Japan briefs: Takeda files for Azilva comb; Sandoz seeks filgrastim biosimilar approval

Japan’s largest drugmaker Takeda Pharmaceutical (TYO: 4502) says that it submitted a New Drug Application to the Ministry of Health, Labor and Welfare in Japan for a fixed-dose combination of Azilva (azilsartan) and amlodipine besylate tablets for treatment of hypertension.

Discovered by Takeda, Azilva is a potent and lasting angiotensin II receptor blocker (ARB) that lowers blood pressure by inhibiting the action of angiotensin II, a vasopressor hormone. Amlodipine besylate is a calcium channel blocker (CCB) having a hypotensive action by blocking inward calcium ion channels mainly in vascular smooth-muscle cells, resulting in peripheral arteriolar vasodilation.

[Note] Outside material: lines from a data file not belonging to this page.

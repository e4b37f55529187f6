use crate::config::Config;
use crate::engine::{Outcome, Record, RunOutcome};
use crate::stats::{Accumulator, AccumulatorReport};
use anyhow::{Context, Result};
use rmp_serde::{decode, encode};
use serde::{Deserialize, Serialize};
use std::{
    fs::File,
    io::{BufReader, BufWriter, Write},
    path::Path,
};

/// Output of a single run, as read back from its files.
pub struct RunData {
    pub outcome: RunOutcome,
    pub trajectory: Vec<Record>,
}

#[derive(Debug, Serialize, Deserialize)]
pub struct ObsReport {
    pub name: String,
    pub values: Vec<AccumulatorReport>,
}

pub trait Obs {
    fn update(&mut self, run: &RunData) -> Result<()>;
    fn report(&self) -> ObsReport;
}

const OUTCOMES: [Outcome; 3] = [
    Outcome::SusceptiblesExhausted,
    Outcome::InfectionsExhausted,
    Outcome::DurationElapsed,
];

/// Frequency of each way a run can end.
pub struct ProbOutcome {
    acc_vec: Vec<Accumulator>,
}

impl ProbOutcome {
    pub fn new() -> Self {
        let mut acc_vec = Vec::new();
        acc_vec.resize_with(OUTCOMES.len(), Accumulator::new);
        Self { acc_vec }
    }
}

impl Obs for ProbOutcome {
    fn update(&mut self, run: &RunData) -> Result<()> {
        for (outcome, acc) in OUTCOMES.iter().zip(&mut self.acc_vec) {
            acc.add(if *outcome == run.outcome.outcome { 1.0 } else { 0.0 });
        }
        Ok(())
    }

    fn report(&self) -> ObsReport {
        ObsReport {
            name: "prob_outcome".to_string(),
            values: self.acc_vec.iter().map(|acc| acc.report()).collect(),
        }
    }
}

/// Fraction of hosts ever infected, per population.
pub struct AttackRate {
    capacity_vec: Vec<usize>,
    acc_vec: Vec<Accumulator>,
}

impl AttackRate {
    pub fn new(cfg: &Config) -> Self {
        let capacity_vec: Vec<_> = cfg.populations.iter().map(|pop| pop.capacity).collect();
        let mut acc_vec = Vec::new();
        acc_vec.resize_with(capacity_vec.len(), Accumulator::new);
        Self {
            capacity_vec,
            acc_vec,
        }
    }
}

impl Obs for AttackRate {
    fn update(&mut self, run: &RunData) -> Result<()> {
        let Some(last) = run.trajectory.last() else {
            return Ok(());
        };
        for (i_pop, counts) in last.per_pop.iter().enumerate() {
            let capacity = self.capacity_vec[i_pop];
            self.acc_vec[i_pop].add(counts.n_exp_cum as f64 / capacity as f64);
        }
        Ok(())
    }

    fn report(&self) -> ObsReport {
        ObsReport {
            name: "attack_rate".to_string(),
            values: self.acc_vec.iter().map(|acc| acc.report()).collect(),
        }
    }
}

/// Number of steps simulated.
pub struct Duration {
    acc: Accumulator,
}

impl Duration {
    pub fn new() -> Self {
        Self {
            acc: Accumulator::new(),
        }
    }
}

impl Obs for Duration {
    fn update(&mut self, run: &RunData) -> Result<()> {
        self.acc.add(run.outcome.step as f64);
        Ok(())
    }

    fn report(&self) -> ObsReport {
        ObsReport {
            name: "duration".to_string(),
            values: vec![self.acc.report()],
        }
    }
}

/// Largest total number of infectious hosts and the step it was reached at.
pub struct PeakInfectious {
    size_acc: Accumulator,
    step_acc: Accumulator,
}

impl PeakInfectious {
    pub fn new() -> Self {
        Self {
            size_acc: Accumulator::new(),
            step_acc: Accumulator::new(),
        }
    }
}

impl Obs for PeakInfectious {
    fn update(&mut self, run: &RunData) -> Result<()> {
        let Some(peak) = run.trajectory.iter().max_by_key(|rec| rec.totals.n_inf) else {
            return Ok(());
        };
        self.size_acc.add(peak.totals.n_inf as f64);
        self.step_acc.add(peak.step as f64);
        Ok(())
    }

    fn report(&self) -> ObsReport {
        ObsReport {
            name: "peak_infectious".to_string(),
            values: vec![self.size_acc.report(), self.step_acc.report()],
        }
    }
}

/// Aggregates observables over the runs of a simulation.
pub struct Analyzer {
    obs_ptr_vec: Vec<Box<dyn Obs>>,
}

impl Analyzer {
    pub fn new(cfg: &Config) -> Self {
        let obs_ptr_vec: Vec<Box<dyn Obs>> = vec![
            Box::new(ProbOutcome::new()),
            Box::new(AttackRate::new(cfg)),
            Box::new(Duration::new()),
            Box::new(PeakInfectious::new()),
        ];
        Self { obs_ptr_vec }
    }

    /// Read a run from its outcome and trajectory files and update every observable.
    pub fn add_run<P: AsRef<Path>>(&mut self, outcome_file: P, trajectory_file: P) -> Result<()> {
        let outcome_file = outcome_file.as_ref();
        let file =
            File::open(outcome_file).with_context(|| format!("failed to open {outcome_file:?}"))?;
        let outcome: RunOutcome =
            decode::from_read(BufReader::new(file)).context("failed to deserialize outcome")?;

        let trajectory_file = trajectory_file.as_ref();
        let file = File::open(trajectory_file)
            .with_context(|| format!("failed to open {trajectory_file:?}"))?;
        let mut reader = BufReader::new(file);

        let mut trajectory = Vec::with_capacity(outcome.step);
        for _ in 0..outcome.step {
            let record = decode::from_read(&mut reader).context("failed to read record")?;
            trajectory.push(record);
        }

        self.add(&RunData {
            outcome,
            trajectory,
        })
    }

    pub fn add(&mut self, run: &RunData) -> Result<()> {
        for obs in &mut self.obs_ptr_vec {
            obs.update(run).context("failed to update observable")?;
        }
        Ok(())
    }

    pub fn reports(&self) -> Vec<ObsReport> {
        self.obs_ptr_vec.iter().map(|obs| obs.report()).collect()
    }

    pub fn save_results<P: AsRef<Path>>(&self, file: P) -> Result<()> {
        let file = file.as_ref();
        let file = File::create(file).with_context(|| format!("failed to create {file:?}"))?;
        let mut writer = BufWriter::new(file);

        encode::write(&mut writer, &self.reports()).context("failed to serialize reports")?;
        writer.flush().context("failed to flush writer stream")?;
        Ok(())
    }
}

#[cfg(test)]
mod tests {
    use super::*;
    use crate::population::Counts;

    fn record(step: usize, n_inf: usize, n_exp_cum: usize) -> Record {
        let counts = Counts {
            n_sus: 100 - n_exp_cum,
            n_exp: 0,
            n_inf,
            n_rec: n_exp_cum - n_inf,
            n_exp_cum,
        };
        Record {
            step,
            totals: counts,
            per_pop: vec![counts],
        }
    }

    fn run(outcome: Outcome, trajectory: Vec<Record>) -> RunData {
        RunData {
            outcome: RunOutcome {
                outcome,
                step: trajectory.len(),
                seed: 0,
            },
            trajectory,
        }
    }

    #[test]
    fn observables_aggregate_runs() {
        let cfg = Config::fully_connected(1, 100, 1);
        let mut analyzer = Analyzer::new(&cfg);

        analyzer
            .add(&run(
                Outcome::InfectionsExhausted,
                vec![record(1, 5, 10), record(2, 8, 20), record(3, 0, 20)],
            ))
            .unwrap();
        analyzer
            .add(&run(
                Outcome::DurationElapsed,
                vec![record(1, 2, 40), record(2, 4, 60), record(3, 6, 80)],
            ))
            .unwrap();

        let reports = analyzer.reports();
        assert_eq!(reports.len(), 4);

        let prob = &reports[0].values;
        assert_eq!(prob[0].mean, 0.0);
        assert_eq!(prob[1].mean, 0.5);
        assert_eq!(prob[2].mean, 0.5);

        assert!((reports[1].values[0].mean - 0.5).abs() < 1e-12);
        assert_eq!(reports[2].values[0].mean, 3.0);
        assert_eq!(reports[3].values[0].mean, 7.0);
        assert_eq!(reports[3].values[1].mean, 2.5);
    }
}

Takeda conducted a multicenter, randomized, double-blind controlled Phase III clinical trial with 568 patients with grade I (mild) and II (moderate) hypertension, in which the efficacy and safety of a fixed dose of Azilva and amlodipine besylate were compared with monotherapy of either Azilva or amlodipine besylate. The anti-hypertensive effect in diastolic blood pressure in the sitting position as the primary endpoint, of the combination was statistically significant as compared to monotherapy with either one of the two drugs. The therapy was also demonstrated to have a safety and tolerability profile comparable to each of the monotherapies.